Using Wtforms With Selectfield and Fieldlist

WTForms is an amazing library that helps with the forms creation, validation, rendering. Instead of validating each field separately in your code, all you need to do is run form.validate().

SelectField

Using WTForms is straightforward for most common fields, however when the use-case gets a bit complicated, the documentation is not of much help. Recently I had to create a project with a lot of dynamic fields and validation where I used SelectField, SelectMultipleField, and FieldList among others. Here is the most basic usage example for creating a form:

from wtforms import Form, SelectField

class SimpleForm(Form):
    user = SelectField('User', choices=[(1, 'Admin'), (2, 'Regular')]

This creates a form with a single field which has two choices: Admin or Regular. Suppose we do not know what the list of choices is in the beginning since it is kept in the database and varies from project to project. We can load it dynamically then when needed:

from wtforms import Form, SelectField


class SimpleForm(Form):
    user = SelectField('User')


user_form = SimpleForm()
user_form.user.choices = [(role.id, role.name) for role in get_all_roles()]

Here the get_all_roles function returns a list of all the roles that we then iterate and build a list of tuples. Perfect! Now the selection list is dynamic. However when we render the form, the first item item will always be selected. Suppose you are an admin and editing the user role. You want to see user’s current role instead of the first default one. We need to set the default value which is specified in the data attribute of the field. The option html tag has usually two values that we’re interested in: the actual value that is passed to the server, and the one user sees. You need to use the value we pass to server:

from wtforms import Form, SelectField


class SimpleForm(Form):
    user = SelectField('User')


user_form = SimpleForm()
user_form.user.choices = [(role.id, role.name) for role in get_all_roles()]
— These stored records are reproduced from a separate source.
//! Task data model.
//!
//! A task is a named unit of work with an ordered list of dependencies, a
//! composition mode for that list, and an optional action. Tasks are immutable
//! once registered; per-run state lives in the run context.

use crate::core::action::Action;
use serde::{Deserialize, Serialize};
use std::sync::Arc;
use std::time::Duration;

/// Unique, human-chosen identifier for a task.
#[derive(Debug, Clone, PartialEq, Eq, Hash, PartialOrd, Ord, Serialize, Deserialize)]
#[serde(transparent)]
pub struct TaskId(String);

impl TaskId {
    pub fn new(id: impl Into<String>) -> Self {
        Self(id.into())
    }

    pub fn as_str(&self) -> &str {
        &self.0
    }
}

impl std::fmt::Display for TaskId {
    fn fmt(&self, f: &mut std::fmt::Formatter<'_>) -> std::fmt::Result {
        f.write_str(&self.0)
    }
}

impl From<&str> for TaskId {
    fn from(s: &str) -> Self {
        Self(s.to_string())
    }
}

impl From<String> for TaskId {
    fn from(s: String) -> Self {
        Self(s)
    }
}

impl std::borrow::Borrow<str> for TaskId {
    fn borrow(&self) -> &str {
        &self.0
    }
}

/// How a task's dependency list is composed.
#[derive(Debug, Clone, Copy, Default, PartialEq, Eq, Serialize, Deserialize)]
#[serde(rename_all = "snake_case")]
pub enum Composition {
    /// Dependencies run one after another, in declared order.
    #[default]
    Sequential,
    /// Dependencies may run concurrently; all must settle before the task.
    Parallel,
}

impl std::fmt::Display for Composition {
    fn fmt(&self, f: &mut std::fmt::Formatter<'_>) -> std::fmt::Result {
        match self {
            Composition::Sequential => write!(f, "sequential"),
            Composition::Parallel => write!(f, "parallel"),
        }
    }
}

/// What a sequential chain does when one of its steps fails.
#[derive(Debug, Clone, Copy, PartialEq, Eq, Serialize, Deserialize)]
#[serde(rename_all = "snake_case")]
pub enum ErrorPolicy {
    /// Skip the remaining steps of the chain.
    FailFast,
    /// Keep running the remaining steps.
    Continue,
}

/// Lifecycle of a task within one run.
#[derive(Debug, Clone, Default, PartialEq, Eq, Serialize, Deserialize)]
#[serde(rename_all = "snake_case", tag = "state")]
pub enum TaskStatus {
    /// Not started yet (or never started).
    #[default]
    NotRun,
    /// Action currently in flight.
    Running,
    /// Action completed successfully.
    Succeeded,
    /// Action failed, panicked or timed out.
    Failed {
        /// Error message describing the failure.
        error: String,
    },
    /// Never started because a task it waits on failed.
    Skipped {
        /// The failed task that caused the skip.
        blocked_by: TaskId,
    },
}

impl TaskStatus {
    /// Check if the task is in a terminal state.
    pub fn is_settled(&self) -> bool {
        matches!(
            self,
            TaskStatus::Succeeded | TaskStatus::Failed { .. } | TaskStatus::Skipped { .. }
        )
    }
}

impl std::fmt::Display for TaskStatus {
    fn fmt(&self, f: &mut std::fmt::Formatter<'_>) -> std::fmt::Result {
        match self {
            TaskStatus::NotRun => write!(f, "not run"),
            TaskStatus::Running => write!(f, "running"),
            TaskStatus::Succeeded => write!(f, "succeeded"),
            TaskStatus::Failed { error } => write!(f, "failed: {}", error),
            TaskStatus::Skipped { blocked_by } => write!(f, "skipped ({} failed)", blocked_by),
        }
    }
}

/// A registered task.
#[derive(Clone)]
pub struct Task {
    /// Unique identifier for this task.
    pub id: TaskId,
    /// Optional one-line description shown by `stoke list`.
    pub description: Option<String>,
    /// Tasks that must settle before this one, in declared order.
    pub dependencies: Vec<TaskId>,
    /// Composition of `dependencies`.
    pub mode: Composition,
    /// Work performed when the task runs. Grouping tasks have none.
    pub action: Option<Arc<dyn Action>>,
    /// Per-task timeout overriding the run default.
    pub timeout: Option<Duration>,
    /// Error policy of the sequential chain formed by `dependencies`.
    pub on_error: Option<ErrorPolicy>,
}

impl Task {
    /// Create a grouping task with no dependencies and no action.
    pub fn new(id: impl Into<TaskId>) -> Self {
        Self {
            id: id.into(),
            description: None,
            dependencies: Vec::new(),
            mode: Composition::default(),
            action: None,
            timeout: None,
            on_error: None,
        }
    }

    pub fn with_description(mut self, description: impl Into<String>) -> Self {
        self.description = Some(description.into());
        self
    }

    pub fn with_deps<I, S>(mut self, deps: I) -> Self
    where
        I: IntoIterator<Item = S>,
        S: Into<TaskId>,
    {
        self.dependencies = deps.into_iter().map(Into::into).collect();
        self
    }

    pub fn with_mode(mut self, mode: Composition) -> Self {
        self.mode = mode;
        self
    }

    /// Shorthand for `with_mode(Composition::Parallel)`.
    pub fn parallel(self) -> Self {
        self.with_mode(Composition::Parallel)
    }

    pub fn with_action(mut self, action: impl Action + 'static) -> Self {
        self.action = Some(Arc::new(action));
        self
    }

    pub fn with_timeout(mut self, timeout: Duration) -> Self {
        self.timeout = Some(timeout);
        self
    }

    pub fn with_error_policy(mut self, policy: ErrorPolicy) -> Self {
        self.on_error = Some(policy);
        self
    }

    /// A task with no action only groups its dependencies.
    pub fn is_group(&self) -> bool {
        self.action.is_none()
    }
}

impl std::fmt::Debug for Task {
    fn fmt(&self, f: &mut std::fmt::Formatter<'_>) -> std::fmt::Result {
        f.debug_struct("Task")
            .field("id", &self.id)
            .field("dependencies", &self.dependencies)
            .field("mode", &self.mode)
            .field("has_action", &self.action.is_some())
            .field("timeout", &self.timeout)
            .field("on_error", &self.on_error)
            .finish()
    }
}
//! Reads a value out of a JSON file into a run variable.

use crate::core::{Action, ActionContext, ActionResult};
use crate::error::{Error, Result};
use crate::slog_debug;
use futures::future::BoxFuture;
use serde_json::Value;
use std::path::PathBuf;

/// Stores `prefix + file[pointer]` in the variable `var`.
///
/// Typical use is deriving a release name from a manifest:
/// `{ file = "manifest.json", pointer = "/version", var = "version", prefix = "v" }`.
#[derive(Debug, Clone)]
pub struct JsonVarAction {
    file: PathBuf,
    pointer: String,
    var: String,
    prefix: String,
}

impl JsonVarAction {
    /// `pointer` is an RFC 6901 JSON pointer; a leading `/` is added if missing.
    pub fn new(file: impl Into<PathBuf>, pointer: &str, var: impl Into<String>) -> Self {
        let pointer = if pointer.starts_with('/') || pointer.is_empty() {
            pointer.to_string()
        } else {
            format!("/{}", pointer)
        };
        Self {
            file: file.into(),
            pointer,
            var: var.into(),
            prefix: String::new(),
        }
    }

    pub fn with_prefix(mut self, prefix: impl Into<String>) -> Self {
        self.prefix = prefix.into();
        self
    }

    /// Read the file and extract the value without storing it.
    pub async fn read(&self) -> Result<String> {
        let content = tokio::fs::read_to_string(&self.file).await?;
        let json: Value = serde_json::from_str(&content)?;
        let value = json
            .pointer(&self.pointer)
            .ok_or_else(|| Error::JsonPointerNotFound {
                path: self.file.display().to_string(),
                pointer: self.pointer.clone(),
            })?;
        let text = match value {
            Value::String(s) => s.clone(),
            other => other.to_string(),
        };
        Ok(format!("{}{}", self.prefix, text))
    }
}

impl Action for JsonVarAction {
    fn call(&self, ctx: ActionContext) -> BoxFuture<'static, ActionResult> {
        let action = self.clone();
        Box::pin(async move {
            let value = action.read().await?;
            slog_debug!("task={} {}={}", ctx.task, action.var, value);
            ctx.vars.set(action.var, value);
            Ok(())
        })
    }
}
user_role = get_user_role()
user_form.user.data = user_role.id

FieldList

Sometimes you need to have a form where user can add fields dynamically. Suppose it’s a shopping list and one can add either a single item, or 20. In that case you need to use FieldList which is exactly what is says: a list.

from wtforms import Form, FieldList, TextField


class ShoppingListForm(Form):
    items = FieldList(TextField('Item'))

shopping_form = ShoppingListForm(items=['some item'])

When initializing form or adding the values dynamically after, you need to pass a list to the field. This opens up quite a lot of possibilities to create really complex forms with a lot of nesting. Here’s one example:

from wtforms import Form, FieldList, FormField, TextField


class MyItem(Form):
    name = TextField('Name')
    quantity = IntegerField('Quantity')


class ShoppingListForm(Form):
    items = FieldList(FormField(MyItem))


shopping_form = ShoppingListForm(items=[{'name': 'Bread', 'quantity': 1}])

Adding items dynamically works exactly the same way as with any other field. But what about getting the values from this kind of complicated form?

for item in shopping_form.items:
    print('Need to buy {}x{}'.format(item.name, item.quantity))

It might seem complicated in the beginning, but WTForms is a well-designed library that works really well. If there is something which lacks in the documentation you can always peek in the code.